Q26. Compare context.WithoutCancel to spawning a fresh tree with context.Background().

Answer. WithoutCancel(parent) preserves the parent's values (request ID, trace ID, user ID). Background() does not. For audit logs and metrics that should remain tied to the originating request, WithoutCancel is correct. For tasks completely unrelated to the trigger, Background() is correct.

Both create roots of new subtrees from a cancellation viewpoint.

Q27. A bug report says "context.DeadlineExceeded but my code never set a deadline." How do you investigate?

Answer. Walk up the tree mentally. The deadline must be on some ancestor. Likely culprits:

  • An HTTP server with ReadTimeout or WriteTimeout set, which exposes deadlines on req.Context().
  • A middleware adding WithTimeout.
  • A gRPC server with default deadlines.
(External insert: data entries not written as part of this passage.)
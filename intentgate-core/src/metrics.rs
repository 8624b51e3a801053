//! Prometheus metrics using the prometheus-client crate.
//!
//! [`IntentGateMetrics`] registers every series the gate exports. The host
//! service encodes the registry on `GET /metrics` in OpenMetrics text format.
//!
//! | Series | Type | Labels |
//! |--------|------|--------|
//! | `intentgate_decisions_total` | counter | `outcome` |
//! | `intentgate_oracle_queries_total` | counter | `check`, `verdict` |
//! | `intentgate_oracle_duration_ms` | histogram | `check` |
//! | `intentgate_filtering_enabled` | gauge | |

use prometheus_client::encoding::EncodeLabelSet;
use prometheus_client::metrics::counter::Counter;
use prometheus_client::metrics::family::Family;
use prometheus_client::metrics::gauge::Gauge;
use prometheus_client::metrics::histogram::Histogram;
use prometheus_client::registry::Registry;

// ─────────────────────────────────────────────────────────────────────────────
// Label Sets
// ─────────────────────────────────────────────────────────────────────────────

/// Labels for decision counters.
#[derive(Clone, Debug, Hash, PartialEq, Eq, EncodeLabelSet)]
pub struct DecisionLabels {
    /// "allowed", "blocked" or "skipped"
    pub outcome: String,
}

/// Labels for oracle query counters.
#[derive(Clone, Debug, Hash, PartialEq, Eq, EncodeLabelSet)]
pub struct OracleQueryLabels {
    /// "alignment" or "provenance"
    pub check: String,
    /// "true", "false" or "error"
    pub verdict: String,
}

/// Labels for oracle latency histograms.
#[derive(Clone, Debug, Hash, PartialEq, Eq, EncodeLabelSet)]
pub struct OracleDurationLabels {
    pub check: String,
}

/// Oracle latency buckets in milliseconds. Model round trips are slow.
const ORACLE_BUCKETS: [f64; 10] = [
    50.0, 100.0, 250.0, 500.0, 1000.0, 2000.0, 5000.0, 10000.0, 20000.0, 30000.0,
];

// ─────────────────────────────────────────────────────────────────────────────
// Metrics
// ─────────────────────────────────────────────────────────────────────────────

pub struct IntentGateMetrics {
    pub decisions_total: Family<DecisionLabels, Counter>,
    pub oracle_queries_total: Family<OracleQueryLabels, Counter>,
    pub oracle_duration_ms: Family<OracleDurationLabels, Histogram>,
    /// 1 while filtering is enabled, 0 while the kill-switch is off.
    pub filtering_enabled: Gauge,
}

impl IntentGateMetrics {
    /// Create and register all metrics with the given registry.
    pub fn new(registry: &mut Registry) -> Self {
        let decisions_total = Family::<DecisionLabels, Counter>::default();
        registry.register(
            "intentgate_decisions",
            "Decisions recorded per evaluated response",
            decisions_total.clone(),
        );

        let oracle_queries_total = Family::<OracleQueryLabels, Counter>::default();
        registry.register(
            "intentgate_oracle_queries",
            "Oracle queries by check and verdict",
            oracle_queries_total.clone(),
        );

        let oracle_duration_ms =
            Family::<OracleDurationLabels, Histogram>::new_with_constructor(|| {
                Histogram::new(ORACLE_BUCKETS.iter().copied())
            });
        registry.register(
            "intentgate_oracle_duration_ms",
            "Oracle query latency in milliseconds",
            oracle_duration_ms.clone(),
        );

        let filtering_enabled = Gauge::default();
        registry.register(
            "intentgate_filtering_enabled",
            "Whether tool-call filtering is enabled (1) or bypassed (0)",
            filtering_enabled.clone(),
        );
        filtering_enabled.set(1);

        Self {
            decisions_total,
            oracle_queries_total,
            oracle_duration_ms,
            filtering_enabled,
        }
    }

    pub fn record_decision(&self, outcome: &str) {
        self.decisions_total
            .get_or_create(&DecisionLabels {
                outcome: outcome.to_string(),
            })
            .inc();
    }

    /// Record one oracle query. `verdict` is `None` when the query failed.
    pub fn record_oracle_query(&self, check: &str, verdict: Option<bool>, duration_ms: f64) {
        let verdict = match verdict {
            Some(true) => "true",
            Some(false) => "false",
            None => "error",
        };
        self.oracle_queries_total
            .get_or_create(&OracleQueryLabels {
                check: check.to_string(),
                verdict: verdict.to_string(),
            })
            .inc();
        self.oracle_duration_ms
            .get_or_create(&OracleDurationLabels {
                check: check.to_string(),
            })
            .observe(duration_ms);
    }

    pub fn set_filtering_enabled(&self, enabled: bool) {
        self.filtering_enabled.set(i64::from(enabled));
    }
}
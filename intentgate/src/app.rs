//! Wiring: turns a validated [`Config`] into a ready pipeline.

use std::sync::Arc;

use intentgate_core::audit::{JsonDirSink, TracingSink};
use intentgate_core::config::Config;
use intentgate_core::metrics::IntentGateMetrics;
use intentgate_core::oracle::{Oracle, build_oracle};
use intentgate_core::pipeline::{InterceptScope, InterceptionPipeline};
use intentgate_core::policy::PolicyEvaluator;
use intentgate_core::state::ProxyStateHandle;
use prometheus_client::registry::Registry;
use tracing::info;

use crate::error::CliError;

/// Everything a running filter needs, shared behind `Arc`.
pub struct App {
    pub config: Config,
    pub pipeline: InterceptionPipeline,
    pub scope: InterceptScope,
    pub state: Arc<ProxyStateHandle>,
    pub registry: Registry,
}

impl App {
    /// Builds the app with the oracle selected by `config.oracle.backend`.
    ///
    /// # Errors
    ///
    /// Returns [`CliError`] if the oracle client or prompt marker cannot be
    /// constructed.
    pub fn build(config: Config) -> Result<Self, CliError> {
        let oracle = build_oracle(&config.oracle)?;
        Self::with_oracle(config, oracle)
    }

    /// Builds the app around a caller-supplied oracle.
    ///
    /// # Errors
    ///
    /// Returns [`CliError::Config`] if the prompt marker does not compile.
    pub fn with_oracle(config: Config, oracle: Arc<dyn Oracle>) -> Result<Self, CliError> {
        let mut registry = Registry::default();
        let metrics = Arc::new(IntentGateMetrics::new(&mut registry));

        let state = Arc::new(ProxyStateHandle::new());
        state.set_metrics(metrics.clone());

        info!(
            oracle = oracle.name(),
            model = %config.oracle.model,
            trusted_tools = ?config.trusted_tools,
            "Building interception pipeline"
        );

        let evaluator = PolicyEvaluator::from_config(&config, oracle)?.with_metrics(metrics.clone());
        let mut pipeline =
            InterceptionPipeline::new(evaluator, state.clone()).with_metrics(metrics);

        if let Some(ref directory) = config.audit.directory {
            info!(directory = %directory.display(), "Writing decisions to directory");
            pipeline = pipeline.with_sink(Arc::new(JsonDirSink::new(directory)));
        }
        if config.audit.log_decisions {
            pipeline = pipeline.with_sink(Arc::new(TracingSink));
        }

        Ok(Self {
            scope: InterceptScope::from_config(&config.intercept),
            config,
            pipeline,
            state,
            registry,
        })
    }
}
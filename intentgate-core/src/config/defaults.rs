//! Centralized default values for IntentGate configuration.

use std::time::Duration;

/// Opening delimiter of user intent inside user messages.
pub const DEFAULT_MARKER_OPEN: &str = "<userPrompt>";
/// Closing delimiter of user intent inside user messages.
pub const DEFAULT_MARKER_CLOSE: &str = "</userPrompt>";

pub const DEFAULT_ORACLE_BASE_URL: &str = "https://api.openai.com/v1";
pub const DEFAULT_ORACLE_MODEL: &str = "gpt-4o";
pub const DEFAULT_API_KEY_ENV: &str = "OPENAI_API_KEY";
pub const DEFAULT_MAX_TOKENS: u32 = 10;
pub const DEFAULT_TEMPERATURE: f32 = 0.1;

pub const DEFAULT_STATE_PATH: &str = "./proxy_state.json";
pub const DEFAULT_INTERCEPT_HOST: &str = "githubcopilot.com";
pub const DEFAULT_INTERCEPT_PATH_PREFIX: &str = "/chat/completions";
pub const DEFAULT_BIND: &str = "127.0.0.1:8000";

/// Timing defaults. Every duration in the config falls back to one of these.
#[derive(Debug, Clone, PartialEq, Eq)]
pub struct IntentGateDefaults {
    /// Upper bound on a single oracle query.
    pub oracle_timeout: Duration,

    /// How often the state watcher re-reads the state file.
    pub state_poll_interval: Duration,

    /// Time allowed for in-flight requests when the server shuts down.
    pub shutdown_timeout: Duration,
}

impl Default for IntentGateDefaults {
    fn default() -> Self {
        Self {
            oracle_timeout: Duration::from_secs(30),
            state_poll_interval: Duration::from_secs(1),
            shutdown_timeout: Duration::from_secs(10),
        }
    }
}
//! Duration fields in the config file: `oracle.timeout` and
//! `state.poll_interval`.
//!
//! ```yaml
//! oracle:
//!   timeout: 30s        # or PT30S
//! state:
//!   poll_interval: 1s   # or 250ms, PT1S
//! ```

use serde::{Deserialize, Deserializer};
use std::time::Duration;

/// Parses `30s` style (humantime) first, then ISO 8601 (`PT30S`).
pub fn parse_duration(s: &str) -> Result<Duration, String> {
    humantime::parse_duration(s)
        .ok()
        .or_else(|| {
            iso8601_duration::Duration::parse(s)
                .ok()
                .and_then(|d| d.to_std())
        })
        .ok_or_else(|| {
            format!(
                "invalid duration '{}': expected humantime (30s) or ISO 8601 (PT30S)",
                s
            )
        })
}

/// `deserialize_with` adapter for the fields above.
pub fn deserialize<'de, D>(deserializer: D) -> Result<Duration, D::Error>
where
    D: Deserializer<'de>,
{
    let s: String = Deserialize::deserialize(deserializer)?;
    parse_duration(&s).map_err(serde::de::Error::custom)
}

/// Formats a duration for logs and `state show` output.
pub fn format(duration: Duration) -> String {
    humantime::format_duration(duration).to_string()
}

#[cfg(test)]
mod tests {
    use super::*;

    #[test]
    fn test_oracle_timeout_forms() {
        assert_eq!(parse_duration("30s").unwrap(), Duration::from_secs(30));
        assert_eq!(parse_duration("PT30S").unwrap(), Duration::from_secs(30));
        assert_eq!(parse_duration("1m 30s").unwrap(), Duration::from_secs(90));
    }

    #[test]
    fn test_poll_interval_forms() {
        assert_eq!(parse_duration("1s").unwrap(), Duration::from_secs(1));
        assert_eq!(parse_duration("250ms").unwrap(), Duration::from_millis(250));
        assert_eq!(parse_duration("PT1S").unwrap(), Duration::from_secs(1));
    }

    #[test]
    fn test_unparsable_value_names_both_formats() {
        let err = parse_duration("every second").unwrap_err();
        assert!(err.contains("'every second'"));
        assert!(err.contains("PT30S"));
        assert!(parse_duration("").is_err());
    }

    #[test]
    fn test_watcher_log_format_parses_back() {
        let poll = Duration::from_millis(1500);
        assert_eq!(format(poll), "1s 500ms");
        assert_eq!(parse_duration(&format(poll)).unwrap(), poll);
    }
}
//! Tool-call reconstruction from chat-completion event streams.
//!
//! Streamed completions deliver tool calls in fragments:
//!
//! ```text
//! data: {"choices":[{"delta":{"tool_calls":[{"id":"call_1","type":"function","function":{"name":"read_file","arguments":""}}]}}]}
//! data: {"choices":[{"delta":{"tool_calls":[{"function":{"arguments":"{\"pa"}}]}}]}
//! data: {"choices":[{"delta":{"tool_calls":[{"function":{"arguments":"th\":\"a\"}"}}]}}]}
//! data: [DONE]
//! ```
//!
//! This module folds those fragments back into complete [`ToolCall`] values.
//! Everything here is pure: no I/O, no async. A streaming host can feed lines
//! one at a time through [`ToolCallReconstructor::push_line`].
//!
//! # Accumulation rules
//!
//! - At most one accumulator is open at a time.
//! - A fragment whose `id` differs from the open accumulator's id closes it
//!   and opens a new one. The `type` of that fragment sets the kind
//!   (default `"function"`).
//! - A fragment without an id continues the open accumulator, or is dropped
//!   when none is open.
//! - `name` overwrites, `arguments` appends in arrival order.
//! - Malformed payload lines are skipped. They never abort reconstruction.
//!
//! # Limitation
//!
//! Interleaved ids (A, B, A) are not merged: A's second run opens a fresh
//! accumulator and yields a second entry with id A. Providers emit each call
//! as one contiguous run, so this only matters for unusual upstreams.

use serde::Deserialize;
use tracing::{debug, trace};

use crate::conversation::{DEFAULT_TOOL_KIND, FunctionCall, ToolCall};

/// Prefix of every payload-carrying event line.
pub const DATA_PREFIX: &str = "data: ";

/// Terminal sentinel line.
pub const DONE_SENTINEL: &str = "data: [DONE]";

// ─────────────────────────────────────────────────────────────────────────────
// Chunk payload (only the fields reconstruction needs)
// ─────────────────────────────────────────────────────────────────────────────

#[derive(Debug, Deserialize)]
struct ChunkPayload {
    #[serde(default)]
    choices: Vec<ChunkChoice>,
}

#[derive(Debug, Deserialize)]
struct ChunkChoice {
    #[serde(default)]
    delta: Option<ChunkDelta>,
}

#[derive(Debug, Deserialize)]
struct ChunkDelta {
    #[serde(default)]
    tool_calls: Option<Vec<ToolCallDelta>>,
}

#[derive(Debug, Deserialize)]
struct ToolCallDelta {
    #[serde(default)]
    id: Option<String>,
    #[serde(rename = "type", default)]
    kind: Option<String>,
    #[serde(default)]
    function: Option<FunctionDelta>,
}

#[derive(Debug, Deserialize)]
struct FunctionDelta {
    #[serde(default)]
    name: Option<String>,
    #[serde(default)]
    arguments: Option<String>,
}

// ─────────────────────────────────────────────────────────────────────────────
// Incremental reconstructor
// ─────────────────────────────────────────────────────────────────────────────

/// What [`ToolCallReconstructor::push_line`] did with a line.
#[derive(Debug, Clone, Copy, PartialEq, Eq)]
pub enum LineOutcome {
    /// A well-formed payload was applied (it may have carried no tool calls).
    Payload,
    /// The `data: [DONE]` sentinel.
    Done,
    /// Not a payload line (blank, comment, `event:` field, ...).
    Skipped,
    /// A `data: ` line whose JSON did not parse.
    Malformed,
}

/// Folds stream fragments into finalized tool calls.
#[derive(Debug, Default)]
pub struct ToolCallReconstructor {
    current: Option<ToolCall>,
    finished: Vec<ToolCall>,
    malformed: usize,
}

impl ToolCallReconstructor {
    pub fn new() -> Self {
        Self::default()
    }

    /// Feeds one event line.
    ///
    /// The line is trimmed before classification, so `\r\n` line endings and
    /// indentation are tolerated.
    pub fn push_line(&mut self, line: &str) -> LineOutcome {
        let line = line.trim();
        if line == DONE_SENTINEL {
            return LineOutcome::Done;
        }
        let Some(json) = line.strip_prefix(DATA_PREFIX) else {
            return LineOutcome::Skipped;
        };

        let payload: ChunkPayload = match serde_json::from_str(json) {
            Ok(p) => p,
            Err(e) => {
                self.malformed += 1;
                debug!(error = %e, "Skipping malformed stream payload");
                return LineOutcome::Malformed;
            }
        };

        for choice in payload.choices {
            let Some(deltas) = choice.delta.and_then(|d| d.tool_calls) else {
                continue;
            };
            for delta in deltas {
                self.apply(delta);
            }
        }
        LineOutcome::Payload
    }

    fn apply(&mut self, delta: ToolCallDelta) {
        let id = delta.id.filter(|id| !id.is_empty());

        if let Some(id) = id {
            let continues = self.current.as_ref().is_some_and(|c| c.id == id);
            if !continues {
                if let Some(done) = self.current.take() {
                    self.finished.push(done);
                }
                trace!(tool_call_id = %id, "Opening tool call accumulator");
                self.current = Some(ToolCall {
                    id,
                    kind: delta
                        .kind
                        .unwrap_or_else(|| DEFAULT_TOOL_KIND.to_string()),
                    function: FunctionCall::default(),
                });
            }
        }

        let Some(current) = self.current.as_mut() else {
            trace!("Dropping tool call fragment with no open accumulator");
            return;
        };
        if let Some(function) = delta.function {
            if let Some(name) = function.name {
                current.function.name = name;
            }
            if let Some(fragment) = function.arguments {
                current.function.arguments.push_str(&fragment);
            }
        }
    }

    /// Number of `data: ` lines skipped because their JSON did not parse.
    pub fn malformed_lines(&self) -> usize {
        self.malformed
    }

    /// Closes any open accumulator and returns the calls in first-seen order.
    pub fn finish(mut self) -> Vec<ToolCall> {
        if let Some(done) = self.current.take() {
            self.finished.push(done);
        }
        if self.malformed > 0 {
            debug!(
                malformed_lines = self.malformed,
                tool_calls = self.finished.len(),
                "Reconstruction finished with skipped lines"
            );
        }
        self.finished
    }
}

// ─────────────────────────────────────────────────────────────────────────────
// Whole-body helpers
// ─────────────────────────────────────────────────────────────────────────────

/// Reconstructs tool calls from a complete event-stream body.
///
/// An empty body, or one with no `data: ` lines, yields an empty list.
pub fn reconstruct_tool_calls(body: &str) -> Vec<ToolCall> {
    reconstruct_from_lines(body.lines())
}

/// Reconstructs tool calls from a lazily produced sequence of lines.
pub fn reconstruct_from_lines<I>(lines: I) -> Vec<ToolCall>
where
    I: IntoIterator,
    I::Item: AsRef<str>,
{
    let mut reconstructor = ToolCallReconstructor::new();
    for line in lines {
        reconstructor.push_line(line.as_ref());
    }
    reconstructor.finish()
}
In code, log ctx.Deadline() at handler entry to see what budget you have. Use context.Cause(ctx) after the cancellation to find out which ancestor's timer fired.

Q28. How do WithoutCancel and WithCancelCause compose?

Answer. WithCancelCause(WithoutCancel(parent)) is valid: the new node has its own cancel-with-cause but is decoupled from the parent. Calling cancel(err) on this node sets the cause locally; Cause returns err for any descendant. The parent's cancellation does not affect it.

WithoutCancel(WithCancelCause(parent)) is also valid but the cause is effectively unreachable through the WithoutCancel boundary — descendants of WithoutCancel see no cause from the original parent.

Q29. The cascade is depth-first synchronous under per-node mutexes. Is there a risk of deadlock?

Answer. No, because the cascade never acquires a child's mutex while holding a parent's mutex and then tries to acquire the parent's mutex again. The lock order is strictly down the tree, with no cycles. removeChild reaches up, but only during user-initiated cancel, not during cascade. The runtime's design guarantees acyclic locking.

Q30. If you had to add a method Children() []Context to the standard Context interface, what would break?

Answer. First, it would expose internal state, breaking the encapsulation that allows lazy allocation of children. Second, returning a slice is a snapshot; callers could be misled by stale data after concurrent derivations. Third, value contexts hide their children from a cancellation viewpoint; should they appear here too? Fourth, every custom Context implementation would need to be updated.

The cost is high; the benefit is limited (most observability is better served by traces). This is why the standard library does not expose it.


Behavioural

Q31. Tell me about a time you debugged a context-tree bug.

Model answer outline.

  • Describe the symptom: latency spike, goroutine leak, unexplained cancellations.
  • The investigation: pprof goroutine profile, trace dumps, code reading.
  • The root cause: usually a missing defer cancel(), a wrong parent, or a custom Context that spawns watchers.
  • The fix: structural change to derive correctly, or migrate to AfterFunc/WithoutCancel.
  • The verification: regression test, benchmark, production metrics.

The interviewer is looking for systematic debugging, not the specific bug.